“The world’s most secretly guarded fighting techniques” — The Boston Globe
Secret Fighting Arts of the World, by
John F. Gilbey ISBN 0804816085, pub. Tuttle. The book was first published in 1963. This is a 2001 edition.*
Although over the years I did a lot of research for the Fudebakudo book, there is one book that was, indirectly, hugely influential: Secret Fighting Arts of the World by John F. Gilbey. Actually it wasn’t really by a Mr Gilbey, but I didn’t find that out until much, much later. I read it when I was around 13 or 14, and it sowed a seed which undoubtedly resulted in my drawing the first Fudebakudo cartoons well over a decade later.
When we were young teenagers, a friend called Jon lent me the book and I distinctly remember being impressed by the wonders described within it. To my delight, I recently got hold of a second-hand copy, pictured here (although a previous owner has drawn loops around some of the chapter titles — gah! why would anyone do that?). If you like the left-hand pages of Fudebakudo, you will love this book and you should seek it out. It’s a parody so sly it makes Fudebakudo seem as coarse as a clown-car with square wheels.

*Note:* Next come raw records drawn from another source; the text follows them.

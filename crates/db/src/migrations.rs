use sqlx::migrate::{MigrateError, Migrator};

use crate::DbPool;

pub static MIGRATOR: Migrator = sqlx::migrate!("../../migrations");

pub async fn run_pending(pool: &DbPool) -> Result<(), MigrateError> {
    MIGRATOR.run(pool).await
}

I don’t think I was particularly credulous as a child, and today anyone who knows me will tell you I have a sceptical outlook so developed it’s probably wearisome, but back then I never realised how deliberately untrue the book was. Some of the things it reported were suspicious, certainly, and the incident described in its last chapter sort of flagged to me that silliness was afoot (which, I now appreciate, is a very neat thing to do with the final words). But if I’m honest, I didn’t understand how mischievous and how good the book was until much later. Two things in particular contributed to its credibility. Firstly, it was written as a convincing series of reports without hyperbole by someone who was quite clearly experienced in the martial arts. Secondly, it was published by Tuttle Publishing, a well-known and immensely credible source of books on martial arts (especially, back then, Japanese arts, since Tuttle had (still has, in fact) strong links with Tokyo).
An indication of how strong the book’s subliminal influence was upon me is shown by a double-spread illustration of anatomical “Zodiacal Times” (showing where the dim mak death-touch spot is at particular times of the day) on pp.17–18 of Secret Fighting Arts. I had no recollection of this at the time I did my drawing, but Fudebakudo readers will recognise nonsense so similar in Fudebakudo, purporting to be from a 15th century English book, Samuel Borogove’s Systematic Anatomie of Man, his Life, and Contrivance for Ending It, that I am shocked to realise how unoriginal and close to Gilbey’s that gag is.
Well, the reason Gilbey’s book was written with such an informed voice was that the author was in fact Robert W. Smith, an astonishingly knowledgable martial arts historian with unprecedented experience, and who repeatedly took the trouble to seek out true experts in the Far East. Unfortunately, because I read the book so long ago and because I didn’t use it directly as a source when researching strangeness in the martial arts, I did not realise Gilbey was a pseudonym for Smith until after Fudebakudo was published. Certainly, had I known, I would have dedicated the Fudebakudo book to him, for both hoodwinking and inspiring me as a youngster, and for basically being the grandmaster of writers of martial arts parody books. It’s a limited field so there aren’t many of us, to be sure, but there is only one master. Thank you, Robert W. Smith.
* There’s a sequel to Secret Fighting Arts, also by John F. Gilbey, called The Way of a Warrior: A Journey into Secret Worlds of Martial Arts. Smith’s book Martial Musings, which, to my embarrassment, I have yet to read, also touches upon the project from Smith’s, rather than Gilbey’s, perspective.